Hosea’s marriage was intended for him to learn about divine love, so he could begin to fathom the depth of the love that God had for his people. It was only through personal experience that he could have learned that.
It reminded me of a similar explanation from a favorite author of mine, C. S. Lewis, in his book The Four Loves. Lewis expands such a lesson beyond the scope of Hosea’s marriage, and examines how marriage in general teaches us of the Savior’s love:
The husband is the head of the wife just in so far as he is to her what Christ is to the Church. This headship, then, is most fully embodied not in the husband we should all wish to be but in him whose marriage is most like a crucifixion; whose wife receives most and gives least , is most unworthy of him, is — in her own mere nature — least lovable. For the Church has no beauty but what the Bridegroom gives to her; he does not find, but makes her, lovely. The chrism of this terrible coronation is to be seen not in the joys of any man’s marriage but in its sorrows, in the sickness of sufferings of a good wife or the faults of a bad one, in his unwearying (never paraded) care or his inexhaustible forgiveness: forgiveness, not acquiescence. As Christ sees in the flawed, proud, fanatical or lukewarm Church on earth that Bride who will one day be without spot or wrinkle, and labours to produce the latter, so the husband whose headship is Christ-like (and he is allowed no other sort) never despairs….
To say this is not to say that there is any virtue or wisdom in making a marriage that involves such misery. There is no wisdom or virtue in seeking unnecessary martyrdom or deliberately courting persecution; yet it is, none the less, the persecuted or martyred Christian in whom the pattern of the Master is most unambiguously realized. So, in these terrible marriages, once they have come about, the “headship” of the husband, if only he can sustain it, is most Christ-like.

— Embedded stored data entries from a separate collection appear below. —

//! Destination of the migration: keyed documents grouped in collections,
//! written in all-or-nothing batches.

use crate::config::mongo_conf::MongoConfig;
use crate::repository::repository_error::{RepositoryError, RepositoryResult};
use async_trait::async_trait;
use bson::{doc, Document};
use mongodb::options::{ClientOptions, Credential, ReplaceOptions, ResolverConfig};
use mongodb::{Client, Database};
use std::collections::{BTreeMap, HashMap};
use std::sync::atomic::{AtomicBool, AtomicUsize, Ordering};
use tokio::sync::RwLock;
use tracing::{error, info, instrument};

/// One replace-or-insert of `document` under `_id = id`.
#[derive(Debug, Clone, PartialEq)]
pub struct DocumentWrite {
    pub collection: String,
    pub id: String,
    pub document: Document,
}

#[async_trait]
pub trait DocumentStore: Send + Sync {
    /// Apply every write or none of them.
    async fn commit_batch(&self, writes: &[DocumentWrite]) -> RepositoryResult<()>;
}

pub struct MongoDocumentStore {
    client: Client,
    database: Database,
}

impl MongoDocumentStore {
    pub async fn new(config: &MongoConfig) -> RepositoryResult<Self> {
        let mut client_options =
            ClientOptions::parse_with_resolver_config(&config.uri, ResolverConfig::cloudflare()).await?;
        client_options.app_name = Some("QuotedeskMigration".to_string());
        client_options.max_pool_size = Some(config.pool_size);
        client_options.connect_timeout = Some(std::time::Duration::from_secs(config.connection_timeout_secs));

        if let (Some(username), Some(password)) = (&config.username, &config.password) {
            client_options.credential =
                Some(Credential::builder().username(username.clone()).password(password.clone()).build());
        }

        let client = Client::with_options(client_options)?;
        let database = client.database(&config.database);
        info!(database = %config.database, "Connected to document database");
        Ok(Self { client, database })
    }

    /// Round-trip to the server so connection problems surface before any fetch.
    pub async fn ping(&self) -> RepositoryResult<()> {
        self.database.run_command(doc! { "ping": 1 }, None).await?;
        Ok(())
    }
}

#[async_trait]
impl DocumentStore for MongoDocumentStore {
    #[instrument(skip(self, writes), fields(writes = writes.len()))]
    async fn commit_batch(&self, writes: &[DocumentWrite]) -> RepositoryResult<()> {
        let mut session = self.client.start_session(None).await?;
        session.start_transaction(None).await?;

        let options = ReplaceOptions::builder().upsert(true).build();
        for write in writes {
            let mut document = write.document.clone();
            document.insert("_id", write.id.as_str());
            let collection = self.database.collection::<Document>(&write.collection);
            let result = collection
                .replace_one_with_session(doc! { "_id": write.id.as_str() }, document, options.clone(), &mut session)
                .await;
            if let Err(e) = result {
                error!(collection = %write.collection, id = %write.id, "Batch write failed: {}", e);
                if let Err(abort) = session.abort_transaction().await {
                    error!("Failed to abort transaction: {}", abort);
                }
                return Err(e.into());
            }
        }

        session.commit_transaction().await.map_err(|e| {
            error!("Failed to commit batch: {}", e);
            RepositoryError::database(format!("Commit failed: {}", e))
        })?;
        info!("Batch committed");
        Ok(())
    }
}

/// Document store held in memory. Commits can be made to fail on demand.
#[derive(Debug, Default)]
pub struct InMemoryDocumentStore {
    collections: RwLock<HashMap<String, BTreeMap<String, Document>>>,
    reject_commits: AtomicBool,
    commits: AtomicUsize,
}

impl InMemoryDocumentStore {
    pub fn new() -> Self {
        Self::default()
    }

    /// Make every following commit fail without writing anything.
    pub fn reject_commits(&self, reject: bool) {
        self.reject_commits.store(reject, Ordering::SeqCst);
    }

    /// Number of batches committed so far.
    pub fn commit_count(&self) -> usize {
        self.commits.load(Ordering::SeqCst)
    }

    pub async fn get(&self, collection: &str, id: &str) -> Option<Document> {
        self.collections.read().await.get(collection).and_then(|docs| docs.get(id)).cloned()
    }

    pub async fn count(&self, collection: &str) -> usize {
        self.collections.read().await.get(collection).map_or(0, BTreeMap::len)
    }
}

#[async_trait]
impl DocumentStore for InMemoryDocumentStore {
    async fn commit_batch(&self, writes: &[DocumentWrite]) -> RepositoryResult<()> {
        if self.reject_commits.load(Ordering::SeqCst) {
            return Err(RepositoryError::database("Transaction aborted: commit rejected by store"));
        }
        let mut collections = self.collections.write().await;
        for write in writes {
            let mut document = write.document.clone();
            document.insert("_id", write.id.as_str());
            collections.entry(write.collection.clone()).or_default().insert(write.id.clone(), document);
        }
        self.commits.fetch_add(1, Ordering::SeqCst);
        Ok(())
    }
}

#[cfg(test)]
mod tests {
    use super::*;

    fn write(collection: &str, id: &str, name: &str) -> DocumentWrite {
        DocumentWrite { collection: collection.into(), id: id.into(), document: doc! { "name": name } }
    }

    #[tokio::test]
    async fn test_commit_replaces_by_id() {
        let store = InMemoryDocumentStore::new();
        store.commit_batch(&[write("customers", "C001", "Acme")]).await.unwrap();
        store.commit_batch(&[write("customers", "C001", "Acme Ltd")]).await.unwrap();
        assert_eq!(store.count("customers").await, 1);
        let doc = store.get("customers", "C001").await.unwrap();
        assert_eq!(doc.get_str("name").unwrap(), "Acme Ltd");
        assert_eq!(doc.get_str("_id").unwrap(), "C001");
        assert_eq!(store.commit_count(), 2);
    }

    #[tokio::test]
    async fn test_rejected_commit_writes_nothing() {
        let store = InMemoryDocumentStore::new();
        store.reject_commits(true);
        let result = store.commit_batch(&[write("services", "s1", "Hosting")]).await;
        assert!(result.is_err());
        assert_eq!(store.count("services").await, 0);
        assert_eq!(store.commit_count(), 0);
    }
}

I believe there is purpose and wisdom to be gained not only in the good times in marriage, but in the hard times as well. Perhaps especially so. I would think that today’s culture takes such moments as a sign that something has been lost in the marriage, and that perhaps it signals that the marriage is coming to an end. The circumstances can’t be summarized into on hard rule, and each couple needs to prayerfully determine these things for themselves. This is no justification for remaining in an abusive relationship. But I think it gives needed perspective in showing one of the central purposes of marriage in God’s plan: to teach us from first-hand experience the depth of God’s love for his children.